_The task_
Whenever a line below mentions the word "config", that line should be copied.

───── Task inputs ─────

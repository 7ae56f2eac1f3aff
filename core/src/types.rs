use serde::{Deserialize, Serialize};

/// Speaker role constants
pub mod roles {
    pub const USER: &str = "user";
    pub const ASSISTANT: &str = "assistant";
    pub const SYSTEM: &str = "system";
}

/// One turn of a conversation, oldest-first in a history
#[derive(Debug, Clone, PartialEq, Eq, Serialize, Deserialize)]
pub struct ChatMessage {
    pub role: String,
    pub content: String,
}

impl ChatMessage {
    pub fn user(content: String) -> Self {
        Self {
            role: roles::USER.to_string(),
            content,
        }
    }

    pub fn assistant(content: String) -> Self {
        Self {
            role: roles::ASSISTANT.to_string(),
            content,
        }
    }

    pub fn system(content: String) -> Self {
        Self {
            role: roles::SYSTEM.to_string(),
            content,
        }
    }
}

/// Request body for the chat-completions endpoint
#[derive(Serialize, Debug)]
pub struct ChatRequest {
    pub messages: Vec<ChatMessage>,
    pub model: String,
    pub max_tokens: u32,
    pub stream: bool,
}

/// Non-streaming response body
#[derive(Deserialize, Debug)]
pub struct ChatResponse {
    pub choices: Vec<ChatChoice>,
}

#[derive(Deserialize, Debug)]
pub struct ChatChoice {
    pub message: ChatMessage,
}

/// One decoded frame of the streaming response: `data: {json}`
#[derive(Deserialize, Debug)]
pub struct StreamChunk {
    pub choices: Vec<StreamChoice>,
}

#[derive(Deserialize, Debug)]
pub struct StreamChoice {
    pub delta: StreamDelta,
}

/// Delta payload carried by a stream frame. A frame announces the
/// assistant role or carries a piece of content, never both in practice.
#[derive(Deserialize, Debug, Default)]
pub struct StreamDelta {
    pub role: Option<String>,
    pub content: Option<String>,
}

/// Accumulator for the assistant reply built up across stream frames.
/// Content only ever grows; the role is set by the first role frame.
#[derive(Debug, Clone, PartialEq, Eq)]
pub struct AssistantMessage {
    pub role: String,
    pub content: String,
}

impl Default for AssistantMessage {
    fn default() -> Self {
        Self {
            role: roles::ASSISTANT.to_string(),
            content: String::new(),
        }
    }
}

─────
───── Task inputs ─────

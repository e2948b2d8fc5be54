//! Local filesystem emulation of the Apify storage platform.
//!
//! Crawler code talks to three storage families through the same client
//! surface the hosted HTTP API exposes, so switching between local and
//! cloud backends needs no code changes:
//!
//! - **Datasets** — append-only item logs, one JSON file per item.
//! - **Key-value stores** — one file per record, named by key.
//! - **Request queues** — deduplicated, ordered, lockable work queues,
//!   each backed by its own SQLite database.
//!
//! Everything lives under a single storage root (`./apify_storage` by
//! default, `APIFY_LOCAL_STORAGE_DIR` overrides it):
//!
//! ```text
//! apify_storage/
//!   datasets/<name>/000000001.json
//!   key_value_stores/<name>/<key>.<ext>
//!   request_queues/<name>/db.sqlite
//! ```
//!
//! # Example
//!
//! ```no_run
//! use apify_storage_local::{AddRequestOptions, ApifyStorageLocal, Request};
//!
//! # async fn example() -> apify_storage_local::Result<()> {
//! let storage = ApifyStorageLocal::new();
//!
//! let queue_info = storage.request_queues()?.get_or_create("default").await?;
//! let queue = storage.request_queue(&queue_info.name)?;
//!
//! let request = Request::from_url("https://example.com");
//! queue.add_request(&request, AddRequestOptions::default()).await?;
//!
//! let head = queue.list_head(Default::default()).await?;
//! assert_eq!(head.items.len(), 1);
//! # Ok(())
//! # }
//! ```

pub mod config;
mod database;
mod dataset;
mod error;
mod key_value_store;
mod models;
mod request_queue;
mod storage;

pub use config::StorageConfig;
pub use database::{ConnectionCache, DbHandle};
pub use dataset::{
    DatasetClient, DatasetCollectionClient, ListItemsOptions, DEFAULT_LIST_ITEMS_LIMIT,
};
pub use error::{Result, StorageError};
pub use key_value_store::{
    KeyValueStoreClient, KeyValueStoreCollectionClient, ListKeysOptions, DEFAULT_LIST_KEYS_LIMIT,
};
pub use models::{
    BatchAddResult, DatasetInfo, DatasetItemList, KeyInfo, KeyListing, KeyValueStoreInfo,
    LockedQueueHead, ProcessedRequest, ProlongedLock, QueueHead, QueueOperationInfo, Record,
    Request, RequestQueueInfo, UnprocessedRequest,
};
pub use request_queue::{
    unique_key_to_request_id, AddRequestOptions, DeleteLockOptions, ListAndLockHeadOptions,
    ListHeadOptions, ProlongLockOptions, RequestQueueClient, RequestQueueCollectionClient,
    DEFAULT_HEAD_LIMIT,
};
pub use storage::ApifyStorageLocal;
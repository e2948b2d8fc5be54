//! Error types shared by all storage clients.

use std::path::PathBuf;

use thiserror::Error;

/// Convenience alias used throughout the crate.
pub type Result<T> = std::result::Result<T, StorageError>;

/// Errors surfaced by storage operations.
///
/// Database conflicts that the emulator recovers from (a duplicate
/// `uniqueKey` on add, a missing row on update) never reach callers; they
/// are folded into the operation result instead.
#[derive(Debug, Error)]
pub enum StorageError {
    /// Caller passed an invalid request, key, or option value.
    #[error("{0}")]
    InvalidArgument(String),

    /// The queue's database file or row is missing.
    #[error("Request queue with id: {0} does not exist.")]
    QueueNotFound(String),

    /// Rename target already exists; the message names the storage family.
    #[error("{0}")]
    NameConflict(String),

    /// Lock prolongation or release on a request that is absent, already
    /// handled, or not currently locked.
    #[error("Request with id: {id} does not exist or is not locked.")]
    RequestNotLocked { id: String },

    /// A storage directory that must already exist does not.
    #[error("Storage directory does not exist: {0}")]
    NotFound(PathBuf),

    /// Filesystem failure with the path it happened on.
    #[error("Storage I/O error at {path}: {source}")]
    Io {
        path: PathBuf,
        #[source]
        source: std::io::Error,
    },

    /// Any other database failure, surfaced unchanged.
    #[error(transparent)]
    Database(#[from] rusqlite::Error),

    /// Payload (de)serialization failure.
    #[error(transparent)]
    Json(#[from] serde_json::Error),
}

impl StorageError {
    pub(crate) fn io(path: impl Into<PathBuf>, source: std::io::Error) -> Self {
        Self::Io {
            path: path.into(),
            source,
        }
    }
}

─────

_Task response_
pub mod config;
pub use config::StorageConfig;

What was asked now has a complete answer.